Hi, @FRENKIE-CHIANG. Thank you for using the MIMIC-CXR-VQA dataset! To access the test set of MIMIC-CXR-VQA dataset, please follow these steps:

  1. Construct the test.json File: Execute the script provided below. (For more details, refer to how to access)
bash download_and_build_dataset.sh
  1. Modify the download_images.sh Script: After obtaining the test.json file, you need to modify the download_images.sh script to ensure only the test set is downloaded. Considering the large scale of the MIMIC-CXR-JPG dataset you mentioned, this revision enables downloading a smaller subset of images. Modify the script as follows:

https://github.com/baeseongsu/mimic-cxr-vqa/blob/b177ce81bc37826b0c44bef9950a13ec9151fac5/download_images.sh#L32-L38

# Gather image paths from the test JSON dataset file
image_paths_test=$(get_image_paths 'mimiccxrvqa/dataset/test.json')

# Set the script to use only the test set image paths
image_paths=$(echo -e "$image_paths_test")

If you encounter any problems with these steps or experience any inconvenience, please let us know.

FRENKIE-CHIANG commented 5 months ago

Thanks for your reply. I have got the image data(MIMIC-CXR-JPG), but in this dataset, there are no txt files about the caption or VQA-test data for the images. I found that these txt files are in the MIMI-CXR dataset(not in MIMIC-CXR-JPG). But for some reasons, I cannot get the MIMIC-CXR-JPG now. I'm so sorry but I need the txt files corresponding to the images urgently. Could you please provide me with the corresponding txt file of images (including caption and VQA text), or provide me with a convenient download path, so that I can only download txt files, not image files. If you can help me, I will be most grateful to you, thank you so much!!!   ------------------ Original ------------------ From: @.>; Date:  Tue, Apr 2, 2024 01:46 PM To: @.>; Cc: @.>; @.>; Subject:  Re: [baeseongsu/mimic-cxr-vqa] Which compressed folder is the test set of MIMIC-CXR dataset? (Issue #2)

 

Hi, @FRENKIE-CHIANG. Thank you for using the MIMIC-CXR-VQA dataset! To access the test set of MIMIC-CXR-VQA dataset, please follow these steps:

Construct the test.json File: Execute the script provided below. (For more details, refer to how to access) bash download_and_build_dataset.sh

Modify the download_images.sh Script: After obtaining the test.json file, you need to modify the download_images.sh script to ensure only the test set is downloaded. Considering the large scale of the MIMIC-CXR-JPG dataset you mentioned, this revision enables downloading a smaller subset of images. Modify the script as follows:

(before)

https://github.com/baeseongsu/mimic-cxr-vqa/blob/b177ce81bc37826b0c44bef9950a13ec9151fac5/download_images.sh#L32-L38

(after)

Gather image paths from the test JSON dataset file image_paths_test=$(get_image_paths 'mimiccxrvqa/dataset/test.json') # Set the script to use only the test set image paths image_paths=$(echo -e "$image_paths_test")

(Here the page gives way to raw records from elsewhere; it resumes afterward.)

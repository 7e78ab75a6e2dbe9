//! `wasm-bindgen` exports
//!
//! JavaScript callbacks are invoked as `callback.call(element, event, info)`
//! where `info` is `{ width, widthDifference, height, heightDifference }`.

use std::cell::RefCell;
use std::rc::Rc;

use js_sys::{Array, Function, Object, Reflect};
use resize_sensor::{ResizeInfo, ResizeListener, ScrollEvent, SensorError, Targets};
use wasm_bindgen::prelude::*;
use wasm_bindgen::JsCast;
use web_sys::HtmlElement;

use crate::web_dom::{WebDom, WebSensors};

fn to_js(err: SensorError) -> JsValue {
    JsValue::from_str(&err.to_string())
}

fn info_object(info: &ResizeInfo) -> Result<JsValue, JsValue> {
    let obj = Object::new();
    Reflect::set(&obj, &"width".into(), &info.width.into())?;
    Reflect::set(
        &obj,
        &"widthDifference".into(),
        &info.width_difference.into(),
    )?;
    Reflect::set(&obj, &"height".into(), &info.height.into())?;
    Reflect::set(
        &obj,
        &"heightDifference".into(),
        &info.height_difference.into(),
    )?;
    Ok(obj.into())
}

/// A single element or an array of elements
fn targets_from_js(value: &JsValue) -> Result<Targets<HtmlElement>, JsValue> {
    if let Some(element) = value.dyn_ref::<HtmlElement>() {
        return Ok(Targets::One(element.clone()));
    }
    if Array::is_array(value) {
        return Array::from(value)
            .iter()
            .map(|item| {
                item.dyn_into::<HtmlElement>()
                    .map_err(|_| JsValue::from_str("target array holds a non-element"))
            })
            .collect();
    }
    Err(JsValue::from_str("expected an element or an array of elements"))
}

/// Resize sensors for the page's document
#[wasm_bindgen]
pub struct ResizeSensors {
    inner: WebSensors,
    /// JS functions and the listeners wrapping them, so detach can match by identity
    callbacks: Vec<(Function, ResizeListener<HtmlElement>)>,
}

#[wasm_bindgen]
impl ResizeSensors {
    #[wasm_bindgen(constructor)]
    pub fn new() -> Result<ResizeSensors, JsValue> {
        let dom = WebDom::from_global().map_err(to_js)?;
        Ok(Self {
            inner: WebSensors::new(dom).map_err(to_js)?,
            callbacks: Vec::new(),
        })
    }

    /// Start observing `targets`, calling `callback` on every size change
    pub fn attach(&mut self, targets: JsValue, callback: Function) -> Result<(), JsValue> {
        let targets = targets_from_js(&targets)?;
        let listener = self.listener_for(&callback);
        let attached = self.inner.context().attach(targets, &listener);
        if attached.is_err() {
            self.prune_callbacks();
        }
        attached.map_err(to_js)
    }

    /// Remove one registration of `callback`, or every registration when omitted
    pub fn detach(&mut self, targets: JsValue, callback: Option<Function>) -> Result<(), JsValue> {
        let targets = targets_from_js(&targets)?;
        let detached = match callback {
            Some(callback) => {
                // A function never attached has nothing to remove
                let Some(listener) = self.known_listener(&callback) else {
                    return Ok(());
                };
                self.inner.context().detach(targets, Some(&listener))
            }
            None => self.inner.context().detach(targets, None),
        };
        self.prune_callbacks();
        detached.map_err(to_js)
    }

    /// Re-attach and re-arm sensors after outside DOM changes
    pub fn reset(&self, targets: JsValue) -> Result<(), JsValue> {
        let targets = targets_from_js(&targets)?;
        self.inner.context().reset(targets).map_err(to_js)
    }

    /// Registration count for `element`, `undefined` when it has none
    pub fn length(&self, element: &HtmlElement) -> Option<u32> {
        self.inner
            .context()
            .length(element)
            .map(|count| count as u32)
    }
}

impl ResizeSensors {
    pub fn sensors(&self) -> &WebSensors {
        &self.inner
    }

    fn listener_for(&mut self, callback: &Function) -> ResizeListener<HtmlElement> {
        if let Some((_, listener)) = self.callbacks.iter().find(|(f, _)| f == callback) {
            return listener.clone();
        }

        let function = callback.clone();
        let current = self.inner.current_event();
        let listener = ResizeListener::new(
            move |element: &HtmlElement, _: &ScrollEvent<HtmlElement>, info: &ResizeInfo| {
                let event = current
                    .borrow()
                    .clone()
                    .map(JsValue::from)
                    .unwrap_or(JsValue::UNDEFINED);
                let called = info_object(info)
                    .and_then(|info| function.call2(element, &event, &info));
                if let Err(err) = called {
                    tracing::warn!(?err, "resize callback failed");
                }
            },
        );
        self.callbacks.push((callback.clone(), listener.clone()));
        listener
    }

    /// Drop wrappers whose listener has no registration left
    fn prune_callbacks(&mut self) {
        let context = self.inner.context();
        self.callbacks
            .retain(|(_, listener)| context.is_registered(listener));
    }

    fn known_listener(&self, callback: &Function) -> Option<ResizeListener<HtmlElement>> {
        self.callbacks
            .iter()
            .find(|(f, _)| f == callback)
            .map(|(_, listener)| listener.clone())
    }
}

If you encounter any problems with these steps or experience any inconvenience, please let us know.

— Reply to this email directly, view it on GitHub, or unsubscribe. You are receiving this because you were mentioned.Message ID: @.***>

baeseongsu commented 5 months ago

Hi, @FRENKIE-CHIANG!


As these datasets are under the PhysioNet Credentialed Health Data License 1.5.0, please be aware that we cannot directly upload the entire dataset freely.